With his book Command and Control: Nuclear Weapons, the Damascus Accident, and the Illusion of Safety, Eric Schlosser, who previously wrote Fast Food Nation, has arguably done more to bring nuclear weapons to the forefront of the consciousness of Americans than anyone since President Obama with his 2009 Prague speech, in which he announced his commitment (since misplaced under a White House sofa or somewhere) to a world without nuclear weapons. Still, it was an unexpected surprise to find a piece by Schlosser in the March 12 New Yorker titled Break-in at Y-12 that chronicled the history of the anti-nukes Plowshares movement, as well as profiling Dorothy Day.

Plowshares’ most recent action was the July, 2012 infiltration of the Highly Enriched Uranium Materials Facility in Oak Ridge, Tennessee by Gregory Boertje-Obed, Michael Walli, and Sister Megan Rice. Unfortunately, from the perspective of the government and media, Plowshares wasn’t protesting nuclear weapons, it was conducting a complimentary test of the unit’s security and revealing its gaps. Of course, that didn’t prevent the government from sentencing the trio to federal prison.

At one point Schlosser visits the sites of silos in Colorado that house nuclear warhead-armed ICBMs (intercontinental ballistic missiles). In the process, he continues Plowshare’s tradition of revealing security lapses.

Using a map created by anti-nuclear activists in the late nineteen-eighties, I had little trouble finding Minuteman complexes. They are often visible from public roads. Soon I could spot one without the map: a cluster of poles in the middle of a field, surrounded by chain-link fence. What seemed extraordinary at first—a ballistic-missile complex right off the highway, in the middle of the prairie, just an hour or so east of Greeley, Colorado—soon became routine. At one Minuteman site, I parked my rental car, got out, and walked over to the nearby fence. The padlock on the gate could be cut open in seconds. Beyond it, the site’s perimeter fence didn’t look the slightest bit intimidating, despite a sign that said, “WARNING … Use of Deadly Force Authorized,” in bright-red letters. Within a few minutes, you could remove a section of that fence big enough to drive a van, a backhoe, or a tractor-trailer onto the complex. After 9/11, Remote Visual Assessment Cameras were installed at Minuteman sites. While exploring the outskirts of the launch site, taking pictures, I kept expecting that someone would see me with the surveillance cameras and order me to stop. No one did.
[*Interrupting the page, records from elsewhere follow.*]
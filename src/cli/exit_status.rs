use std::process::ExitCode;

/// Exit status for CLI commands.
///
/// - `Success` (0): Command completed, a value was found
/// - `Failure` (1): Command completed but nothing was found
/// - `Error` (2): Command failed (syntax error, type mismatch, config error)
#[derive(Copy, Clone, Debug, PartialEq, Eq)]
pub enum ExitStatus {
    /// Command completed, a value was found.
    Success,
    /// Command completed but nothing was found.
    Failure,
    /// Command failed due to an error.
    Error,
}

impl From<ExitStatus> for ExitCode {
    fn from(status: ExitStatus) -> Self {
        match status {
            ExitStatus::Success => ExitCode::from(0),
            ExitStatus::Failure => ExitCode::from(1),
            ExitStatus::Error => ExitCode::from(2),
        }
    }
}
use anyhow::Result;

use super::{build_scope, build_settings};
use crate::cli::args::SourcesCommand;
use crate::cli::exit_status::ExitStatus;
use crate::cli::report;
use crate::core::Router;

pub fn sources(cmd: SourcesCommand) -> Result<ExitStatus> {
    let settings = build_settings(&cmd.args)?;
    let scope = build_scope(&cmd.args)?;
    let router = Router::new(settings)?;

    let statuses = router.sources(&scope);
    if cmd.json {
        println!("{}", serde_json::to_string_pretty(&statuses)?);
    } else {
        report::print_sources(&statuses);
    }

    if statuses.iter().any(|status| status.exists) {
        Ok(ExitStatus::Success)
    } else {
        Ok(ExitStatus::Failure)
    }
}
Some might accuse Schlosser of giving terrorists ideas. But any nuclear terrorist worth his or her salt would have figured this out for himself. It’s one thing to be forced to live under a black cloud cloud of looming nuclear fear. But it’s another when those in favor of the program refuse to adequately secure it. Meanwhile, what makes Schlosser’s piece an especially effective case for nuclear abolition is that he doesn’t explicitly proscribe that; instead, he lets the agita-inducing facts speak for themselves. Elsewhere, of course, he has advocated, such as in this Nov. 2014 article for the Guardian.
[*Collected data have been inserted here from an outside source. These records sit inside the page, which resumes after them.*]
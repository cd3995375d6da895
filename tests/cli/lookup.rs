use anyhow::Result;
use serde_json::{Value, json};

use crate::{CliTest, stderr_of, stdout_of};

fn setup_hierarchy(test: &CliTest) -> Result<()> {
    test.write_file(
        ".tierrc.json",
        r#"{
            "hierarchy": ["nodes/%{node}", "common"],
            "datadir": "data"
        }"#,
    )?;
    test.write_file(
        "data/common.json",
        r#"{
            "db": { "host": "db01", "port": 5432 },
            "ntp": ["common1", "common2"],
            "motd": "welcome to %{node}"
        }"#,
    )?;
    test.write_file(
        "data/nodes/web01.json",
        r#"{
            "db": { "host": "web01-db" },
            "ntp": ["node1"]
        }"#,
    )?;
    Ok(())
}

fn parsed_stdout(output: &std::process::Output) -> Value {
    serde_json::from_str(&stdout_of(output)).expect("stdout should be JSON")
}

#[test]
fn test_lookup_scalar() -> Result<()> {
    let test = CliTest::new()?;
    setup_hierarchy(&test)?;

    let output = test.lookup_command("db.host").output()?;
    assert!(output.status.success(), "stderr: {}", stderr_of(&output));
    assert_eq!(parsed_stdout(&output), json!("db01"));
    Ok(())
}

#[test]
fn test_lookup_first_prefers_higher_hierarchy_level() -> Result<()> {
    let test = CliTest::new()?;
    setup_hierarchy(&test)?;

    let output = test
        .lookup_command("db.host")
        .args(["-s", "node=web01"])
        .output()?;
    assert!(output.status.success());
    assert_eq!(parsed_stdout(&output), json!("web01-db"));
    Ok(())
}

#[test]
fn test_lookup_interpolates_scope() -> Result<()> {
    let test = CliTest::new()?;
    setup_hierarchy(&test)?;

    let output = test
        .lookup_command("motd")
        .args(["-s", "node=app42"])
        .output()?;
    assert!(output.status.success());
    assert_eq!(parsed_stdout(&output), json!("welcome to app42"));
    Ok(())
}

#[test]
fn test_lookup_hash_merges_across_levels() -> Result<()> {
    let test = CliTest::new()?;
    setup_hierarchy(&test)?;

    let output = test
        .lookup_command("db")
        .args(["-s", "node=web01", "--resolution", "hash"])
        .output()?;
    assert!(output.status.success());
    // The node level wins on host; common contributes port.
    assert_eq!(
        parsed_stdout(&output),
        json!({"host": "web01-db", "port": 5432})
    );
    Ok(())
}

#[test]
fn test_lookup_array_collects_across_levels() -> Result<()> {
    let test = CliTest::new()?;
    setup_hierarchy(&test)?;

    let output = test
        .lookup_command("ntp")
        .args(["-s", "node=web01", "--resolution", "array"])
        .output()?;
    assert!(output.status.success());
    assert_eq!(
        parsed_stdout(&output),
        json!([["node1"], ["common1", "common2"]])
    );
    Ok(())
}

#[test]
fn test_lookup_quoted_segment() -> Result<()> {
    let test = CliTest::new()?;
    test.write_file(".tierrc.json", r#"{ "hierarchy": ["common"] }"#)?;
    test.write_file(
        "data/common.json",
        r#"{ "db": { "driver.options": { "timeout": 30 } } }"#,
    )?;

    let output = test.lookup_command(r#"db."driver.options".timeout"#).output()?;
    assert!(output.status.success(), "stderr: {}", stderr_of(&output));
    assert_eq!(parsed_stdout(&output), json!(30));
    Ok(())
}

#[test]
fn test_lookup_missing_key_exits_failure() -> Result<()> {
    let test = CliTest::new()?;
    setup_hierarchy(&test)?;

    let output = test.lookup_command("nonexistent").output()?;
    assert_eq!(output.status.code(), Some(1));
    assert!(stderr_of(&output).contains("no data source provides"));
    Ok(())
}

#[test]
fn test_lookup_syntax_error_exits_error() -> Result<()> {
    let test = CliTest::new()?;
    setup_hierarchy(&test)?;

    let output = test.lookup_command("a..b.").output()?;
    assert_eq!(output.status.code(), Some(2));
    assert!(stderr_of(&output).contains("syntax error"));
    Ok(())
}

#[test]
fn test_lookup_type_mismatch_exits_error() -> Result<()> {
    let test = CliTest::new()?;
    setup_hierarchy(&test)?;

    let output = test
        .lookup_command("motd")
        .args(["--resolution", "hash"])
        .output()?;
    assert_eq!(output.status.code(), Some(2));
    assert!(stderr_of(&output).contains("type mismatch"));
    Ok(())
}

#[test]
fn test_lookup_missing_subkey_exits_error() -> Result<()> {
    let test = CliTest::new()?;
    setup_hierarchy(&test)?;

    let output = test.lookup_command("db.missing").output()?;
    assert_eq!(output.status.code(), Some(2));
    assert!(stderr_of(&output).contains("subkey 'missing' not found"));
    Ok(())
}

#[test]
fn test_lookup_order_override() -> Result<()> {
    let test = CliTest::new()?;
    setup_hierarchy(&test)?;
    test.write_file("data/emergency.json", r#"{ "db": { "host": "fallback" } }"#)?;

    let output = test
        .lookup_command("db.host")
        .args(["--order-override", "emergency"])
        .output()?;
    assert!(output.status.success());
    assert_eq!(parsed_stdout(&output), json!("fallback"));
    Ok(())
}

#[test]
fn test_lookup_scope_file() -> Result<()> {
    let test = CliTest::new()?;
    setup_hierarchy(&test)?;
    test.write_file("scope.json", r#"{ "node": "web01" }"#)?;

    let output = test
        .lookup_command("db.host")
        .args(["--scope-file", "scope.json"])
        .output()?;
    assert!(output.status.success());
    assert_eq!(parsed_stdout(&output), json!("web01-db"));
    Ok(())
}

#[test]
fn test_lookup_with_explicit_config_path() -> Result<()> {
    let test = CliTest::new()?;
    test.write_file("conf/tier.json", r#"{ "hierarchy": ["common"], "datadir": "data" }"#)?;
    test.write_file("data/common.json", r#"{ "key": "value" }"#)?;

    let output = test
        .lookup_command("key")
        .args(["--config", "conf/tier.json"])
        .output()?;
    assert!(output.status.success(), "stderr: {}", stderr_of(&output));
    assert_eq!(parsed_stdout(&output), json!("value"));
    Ok(())
}

#[test]
fn test_lookup_delegates_to_configured_backend() -> Result<()> {
    let test = CliTest::new()?;
    test.write_file(
        ".tierrc.json",
        r#"{
            "hierarchy": ["common"],
            "datadir": "data",
            "router": {
                "backends": {
                    "secrets": { "backend_class": "json", "backend_key": "secrets" }
                }
            },
            "secrets": { "datadir": "secrets-data" }
        }"#,
    )?;
    test.write_file(
        "data/common.json",
        r#"{ "db": { "host": "db01", "password": "backend[secrets]" } }"#,
    )?;
    test.write_file(
        "secrets-data/common.json",
        r#"{ "db": { "password": "s3cret" } }"#,
    )?;

    let output = test.lookup_command("db").output()?;
    assert!(output.status.success(), "stderr: {}", stderr_of(&output));
    assert_eq!(
        parsed_stdout(&output),
        json!({"host": "db01", "password": "s3cret"})
    );
    Ok(())
}

#[test]
fn test_lookup_unregistered_backend_passes_through_with_warning() -> Result<()> {
    let test = CliTest::new()?;
    test.write_file(".tierrc.json", r#"{ "hierarchy": ["common"] }"#)?;
    test.write_file("data/common.json", r#"{ "token": "backend[vault,extra]" }"#)?;

    let output = test.lookup_command("token").output()?;
    assert!(output.status.success(), "stderr: {}", stderr_of(&output));
    assert_eq!(parsed_stdout(&output), json!("backend[vault,extra]"));
    assert!(stderr_of(&output).contains("was not configured"));
    Ok(())
}

#[test]
fn test_lookup_broken_document_is_skipped() -> Result<()> {
    let test = CliTest::new()?;
    test.write_file(
        ".tierrc.json",
        r#"{ "hierarchy": ["broken", "common"], "datadir": "data" }"#,
    )?;
    test.write_file("data/broken.json", "{ this is not json")?;
    test.write_file("data/common.json", r#"{ "key": "value" }"#)?;

    let output = test.lookup_command("key").output()?;
    assert!(output.status.success(), "stderr: {}", stderr_of(&output));
    assert_eq!(parsed_stdout(&output), json!("value"));
    Ok(())
}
Even with the best of intentions and a sincere desire to avoid nuclear war, the complexity of weapons systems, the unreliability of communications systems and human fallibility can precipitate disaster.

… In the 21st century a new international consensus is emerging: nuclear weapons are only useful for killing or terrorising civilians. The number of weapons worldwide must be reduced with the goal of some day reaching zero.